Jamie Hodari, the chief executive and co-founder of Industrious, a New York co-working firm that works closely with landlords, is similarly bullish. His company’s revenue has been growing almost 40 percent this year, he said, roughly double what he expected. And he said Industrious, which has 187 locations, up from 85 at the end of 2019, had nearly tripled its revenue since before the pandemic.

“It’s a time of enormous demand,” Mr. Hodari said.

And John Arenas, the chief executive of Serendipity Labs, a flexible-office-space company that focuses on suburban markets, said demand had grown in recent months as many companies began to firm up their return-to-office plans.

Some of his customers tell him, he said, “I just need to have a place where people can touch down, collaborate, meet up, drop in and feel like there’s a hospitality element.” Serendipity Labs has 34 locations, and Mr. Arenas predicts it will have roughly 50 in the first quarter of next year. This year, it took over a former WeWork location near Grand Central Terminal.

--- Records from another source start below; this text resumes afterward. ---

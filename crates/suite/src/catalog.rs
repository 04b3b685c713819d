//! 시나리오 카탈로그와 gating
//!
//! 발급 시나리오는 정적 테이블([`SCENARIOS`])로 정의됩니다. 각 시나리오는
//! 필요한 capability, 순서대로 적용되는 리소스 mutator, 추가 validator,
//! 타임아웃 등급을 가집니다. 수작업 생명주기 절차([`LifecycleProcedure`])도
//! 같은 gate와 같은 등록 경로를 거칩니다.
//!
//! mutator는 순수 함수이며, 케이스마다 달라지는 입력은 [`BuildContext`]뿐입니다.

use std::fmt;
use std::time::Duration;

use certconform_core::capability::{Capability, CapabilitySet};
use certconform_core::types::{
    Certificate, CertificateSpec, CertificateStatus, KeyAlgorithm, KeyUsage, ObjectMeta,
    PrivateKeySpec, TargetRef,
};
use serde::Serialize;

use crate::lifecycle::LifecycleProcedure;
use crate::validation::{IS_CA, KEY_USAGES_MATCH, LITERAL_SUBJECT_MATCHES, Validator};

/// 생성되는 리소스 이름의 접두어
pub const CASE_NAME_PREFIX: &str = "conformance";

/// DNS 레이블 최대 길이
const MAX_LABEL_LEN: usize = 63;

/// 케이스 하나를 만들 때 필요한 입력
#[derive(Debug, Clone, PartialEq, Eq)]
pub struct BuildContext {
    pub namespace: String,
    pub domain_suffix: String,
    /// 케이스 실행마다 새로 생성된 고유 접미사
    pub suffix: String,
}

impl BuildContext {
    /// 리소스 이름 (`conformance-<suffix>`)
    pub fn resource_name(&self) -> String {
        format!("{CASE_NAME_PREFIX}-{}", self.suffix)
    }

    /// 기본 호스트 이름 (`<suffix>.<domain>`)
    pub fn host(&self) -> String {
        format!("{}.{}", self.suffix, self.domain_suffix)
    }
}

/// 리소스 mutator: 템플릿에 시나리오별 변경을 적용합니다.
pub type Mutator = fn(Certificate, &BuildContext) -> Certificate;

/// 타임아웃 등급
#[derive(Debug, Clone, Copy, PartialEq, Eq, Serialize)]
#[serde(rename_all = "lowercase")]
pub enum TimeoutClass {
    /// 발급 한 번
    Standard,
    /// 검증 라운드가 두 번 필요한 시나리오
    Extended,
}

/// 테이블 기반 발급 시나리오
#[derive(Clone, Copy)]
pub struct Scenario {
    pub name: &'static str,
    pub description: &'static str,
    required: &'static [Capability],
    pub mutators: &'static [Mutator],
    pub extra_validators: &'static [Validator],
    pub timeout: TimeoutClass,
}

impl Scenario {
    /// 이 시나리오가 필요로 하는 capability
    pub fn required(&self) -> CapabilitySet {
        CapabilitySet::new(self.required.iter().copied())
    }

    /// 템플릿에 mutator를 순서대로 적용하고 issuer 참조를 주입합니다.
    pub fn build(&self, ctx: &BuildContext, target: &TargetRef) -> Certificate {
        build_certificate(ctx, target, self.mutators)
    }
}

impl fmt::Debug for Scenario {
    fn fmt(&self, f: &mut fmt::Formatter<'_>) -> fmt::Result {
        f.debug_struct("Scenario")
            .field("name", &self.name)
            .field("required", &self.required)
            .field("extra_validators", &self.extra_validators)
            .field("timeout", &self.timeout)
            .finish()
    }
}

/// namespace 범위 템플릿 + mutator + issuer 참조
pub(crate) fn build_certificate(
    ctx: &BuildContext,
    target: &TargetRef,
    mutators: &[Mutator],
) -> Certificate {
    let name = ctx.resource_name();
    let template = Certificate {
        metadata: ObjectMeta::new(ctx.namespace.clone(), name.clone()),
        spec: CertificateSpec {
            secret_name: format!("{name}-tls"),
            common_name: None,
            organizations: Vec::new(),
            dns_names: Vec::new(),
            ip_addresses: Vec::new(),
            email_addresses: Vec::new(),
            uris: Vec::new(),
            literal_subject: None,
            private_key: PrivateKeySpec::default(),
            duration: None,
            usages: Vec::new(),
            is_ca: false,
            issuer_ref: target.clone(),
        },
        status: CertificateStatus::default(),
    };
    let mut cert = mutators
        .iter()
        .fold(template, |cert, mutate| mutate(cert, ctx));
    cert.spec.issuer_ref = target.clone();
    cert
}

// ─── mutator ───────────────────────────────────────────────────────

pub(crate) fn with_dns_name(mut cert: Certificate, ctx: &BuildContext) -> Certificate {
    cert.spec.dns_names.push(ctx.host());
    cert
}

fn with_three_dns_names(mut cert: Certificate, ctx: &BuildContext) -> Certificate {
    let host = ctx.host();
    cert.spec.dns_names.extend([
        host.clone(),
        format!("www.{host}"),
        format!("api.{host}"),
    ]);
    cert
}

fn with_ecdsa_key(mut cert: Certificate, _: &BuildContext) -> Certificate {
    cert.spec.private_key.algorithm = KeyAlgorithm::Ecdsa;
    cert.spec.private_key.size = Some(256);
    cert
}

fn with_ed25519_key(mut cert: Certificate, _: &BuildContext) -> Certificate {
    cert.spec.private_key.algorithm = KeyAlgorithm::Ed25519;
    cert.spec.private_key.size = None;
    cert
}

fn with_distinct_common_name(mut cert: Certificate, ctx: &BuildContext) -> Certificate {
    cert.spec.common_name = Some(format!("cn-{}", ctx.host()));
    cert
}

fn with_organization(mut cert: Certificate, _: &BuildContext) -> Certificate {
    cert.spec.organizations.push("certconform".to_owned());
    cert
}

fn with_loopback_ip(mut cert: Certificate, _: &BuildContext) -> Certificate {
    cert.spec.ip_addresses.push("127.0.0.1".to_owned());
    cert
}

fn with_email(mut cert: Certificate, ctx: &BuildContext) -> Certificate {
    cert.spec
        .email_addresses
        .push(format!("{}@{}", ctx.suffix, ctx.domain_suffix));
    cert
}

fn with_spiffe_uri(mut cert: Certificate, ctx: &BuildContext) -> Certificate {
    cert.spec.uris.push(format!(
        "spiffe://{}/ns/{}/sa/{}",
        ctx.domain_suffix, ctx.namespace, ctx.suffix
    ));
    cert
}

fn with_literal_subject(mut cert: Certificate, ctx: &BuildContext) -> Certificate {
    cert.spec.common_name = None;
    cert.spec.literal_subject = Some(format!(
        "CN={},OU=conformance,O=certconform,C=US",
        ctx.host()
    ));
    cert
}

fn with_wildcard(mut cert: Certificate, ctx: &BuildContext) -> Certificate {
    cert.spec.dns_names.push(format!("*.{}", ctx.host()));
    cert
}

fn with_two_hour_duration(mut cert: Certificate, _: &BuildContext) -> Certificate {
    cert.spec.duration = Some(Duration::from_secs(2 * 60 * 60));
    cert
}

fn with_explicit_usages(mut cert: Certificate, _: &BuildContext) -> Certificate {
    cert.spec.usages = vec![
        KeyUsage::DigitalSignature,
        KeyUsage::KeyEncipherment,
        KeyUsage::ServerAuth,
        KeyUsage::ClientAuth,
    ];
    cert
}

fn as_ca(mut cert: Certificate, _: &BuildContext) -> Certificate {
    cert.spec.is_ca = true;
    cert
}

fn with_long_label(mut cert: Certificate, ctx: &BuildContext) -> Certificate {
    let mut label: String = ctx.suffix.chars().take(MAX_LABEL_LEN).collect();
    while label.len() < MAX_LABEL_LEN {
        label.push('a');
    }
    cert.spec
        .dns_names
        .push(format!("{label}.{}", ctx.domain_suffix));
    cert
}

// ─── 시나리오 테이블 ────────────────────────────────────────────────

/// 발급 시나리오 전체 (선언 순서 = 등록 순서)
pub static SCENARIOS: &[Scenario] = &[
    Scenario {
        name: "single-dns-name",
        description: "one DNS name",
        required: &[],
        mutators: &[with_dns_name],
        extra_validators: &[],
        timeout: TimeoutClass::Standard,
    },
    Scenario {
        name: "multiple-dns-names",
        description: "three DNS names",
        required: &[],
        mutators: &[with_three_dns_names],
        extra_validators: &[],
        timeout: TimeoutClass::Standard,
    },
    Scenario {
        name: "ecdsa-key",
        description: "ECDSA P-256 private key",
        required: &[Capability::Ecdsa],
        mutators: &[with_dns_name, with_ecdsa_key],
        extra_validators: &[],
        timeout: TimeoutClass::Standard,
    },
    Scenario {
        name: "ed25519-key",
        description: "Ed25519 private key",
        required: &[Capability::Ed25519],
        mutators: &[with_dns_name, with_ed25519_key],
        extra_validators: &[],
        timeout: TimeoutClass::Standard,
    },
    Scenario {
        name: "common-name-and-dns-name",
        description: "distinct common name and DNS name",
        required: &[Capability::CommonName],
        mutators: &[with_dns_name, with_distinct_common_name],
        extra_validators: &[],
        timeout: TimeoutClass::Standard,
    },
    Scenario {
        name: "organization-subject",
        description: "common name and organization in the subject",
        required: &[Capability::CommonName],
        mutators: &[with_dns_name, with_distinct_common_name, with_organization],
        extra_validators: &[],
        timeout: TimeoutClass::Standard,
    },
    Scenario {
        name: "ip-address",
        description: "DNS name and loopback IP address",
        required: &[Capability::IpAddresses],
        mutators: &[with_dns_name, with_loopback_ip],
        extra_validators: &[],
        timeout: TimeoutClass::Standard,
    },
    Scenario {
        name: "email-address",
        description: "DNS name and email address",
        required: &[Capability::EmailSans],
        mutators: &[with_dns_name, with_email],
        extra_validators: &[],
        timeout: TimeoutClass::Standard,
    },
    Scenario {
        name: "uri-identifier",
        description: "DNS name and spiffe URI",
        required: &[Capability::UriSans],
        mutators: &[with_dns_name, with_spiffe_uri],
        extra_validators: &[],
        timeout: TimeoutClass::Standard,
    },
    Scenario {
        name: "literal-subject",
        description: "literal subject string without common name",
        required: &[Capability::LiteralSubject],
        mutators: &[with_dns_name, with_literal_subject],
        extra_validators: &[LITERAL_SUBJECT_MATCHES],
        timeout: TimeoutClass::Standard,
    },
    Scenario {
        name: "wildcard-dns-name",
        description: "wildcard DNS name",
        required: &[Capability::Wildcards],
        mutators: &[with_wildcard],
        extra_validators: &[],
        timeout: TimeoutClass::Standard,
    },
    Scenario {
        name: "wildcard-and-apex",
        description: "wildcard DNS name and its apex",
        required: &[Capability::Wildcards],
        mutators: &[with_wildcard, with_dns_name],
        extra_validators: &[],
        timeout: TimeoutClass::Extended,
    },
    Scenario {
        name: "custom-duration",
        description: "two hour validity",
        required: &[Capability::Duration],
        mutators: &[with_dns_name, with_two_hour_duration],
        extra_validators: &[],
        timeout: TimeoutClass::Standard,
    },
    Scenario {
        name: "key-usages",
        description: "explicit key usages",
        required: &[Capability::KeyUsages],
        mutators: &[with_dns_name, with_explicit_usages],
        extra_validators: &[KEY_USAGES_MATCH],
        timeout: TimeoutClass::Standard,
    },
    Scenario {
        name: "ca-certificate",
        description: "CA certificate",
        required: &[Capability::IssueCa],
        mutators: &[with_dns_name, as_ca],
        extra_validators: &[IS_CA],
        timeout: TimeoutClass::Standard,
    },
    Scenario {
        name: "long-domain-name",
        description: "63 character leftmost DNS label",
        required: &[Capability::LongDomain],
        mutators: &[with_long_label],
        extra_validators: &[],
        timeout: TimeoutClass::Standard,
    },
];

/// 이름으로 시나리오를 찾습니다.
pub fn scenario(name: &str) -> Option<&'static Scenario> {
    SCENARIOS.iter().find(|s| s.name == name)
}

// ─── gating ────────────────────────────────────────────────────────

/// gating 결과
#[derive(Debug, Clone, PartialEq, Eq)]
pub enum Gate {
    Register,
    /// 건너뜀 (에러 아님). 차단한 capability를 함께 보고합니다.
    Skip { blocked_by: CapabilitySet },
}

/// `required ∩ unsupported = ∅`일 때만 등록합니다.
pub fn gate(required: &CapabilitySet, unsupported: &CapabilitySet) -> Gate {
    if required.is_disjoint(unsupported) {
        Gate::Register
    } else {
        Gate::Skip {
            blocked_by: required.intersection(unsupported),
        }
    }
}

/// 카탈로그 항목: 테이블 시나리오 또는 생명주기 절차
#[derive(Debug, Clone, Copy)]
pub enum CaseDefinition {
    Issuance(&'static Scenario),
    Lifecycle(LifecycleProcedure),
}

impl CaseDefinition {
    pub fn name(&self) -> &'static str {
        match self {
            Self::Issuance(s) => s.name,
            Self::Lifecycle(p) => p.name(),
        }
    }

    pub fn description(&self) -> &'static str {
        match self {
            Self::Issuance(s) => s.description,
            Self::Lifecycle(p) => p.description(),
        }
    }

    pub fn required(&self) -> CapabilitySet {
        match self {
            Self::Issuance(s) => s.required(),
            Self::Lifecycle(p) => p.required(),
        }
    }

    pub fn timeout(&self) -> TimeoutClass {
        match self {
            Self::Issuance(s) => s.timeout,
            Self::Lifecycle(_) => TimeoutClass::Standard,
        }
    }

    pub fn is_lifecycle(&self) -> bool {
        matches!(self, Self::Lifecycle(_))
    }
}

/// 카탈로그 전체 (테이블 시나리오 다음에 생명주기 절차)
pub fn entries() -> Vec<CaseDefinition> {
    SCENARIOS
        .iter()
        .map(CaseDefinition::Issuance)
        .chain(LifecycleProcedure::ALL.into_iter().map(CaseDefinition::Lifecycle))
        .collect()
}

A real estate professor at Columbia said he expected more building owners to start offering their own co-worker spaces rather than lease to companies like WeWork.Tony Cenicola/The New York Times

Stijn Van Nieuwerburgh, a real estate professor at Columbia Business School, agreed that sharing office space had a strong appeal for employers. He said he was “a big believer in co-working.”

But he added that many office building owners would most likely offer their own co-working spaces to tenants, reducing or eliminating the need for companies like WeWork. He said some building owners would start to run office buildings more like hotels, with individuals and companies signing short-term leases directly with the landlords.

“There’s nothing special about WeWork that Related or Vornado couldn’t replicate,” he said, referring to two large commercial real estate companies. “I don’t think co-working is dead at all,” Mr. Van Nieuwerburgh added. “In fact, the disappearance of WeWork opens up a window of opportunity for landlords to take that space over.”

Julie Creswell, Matthew Haag and Gregory Schmidt contributed reporting.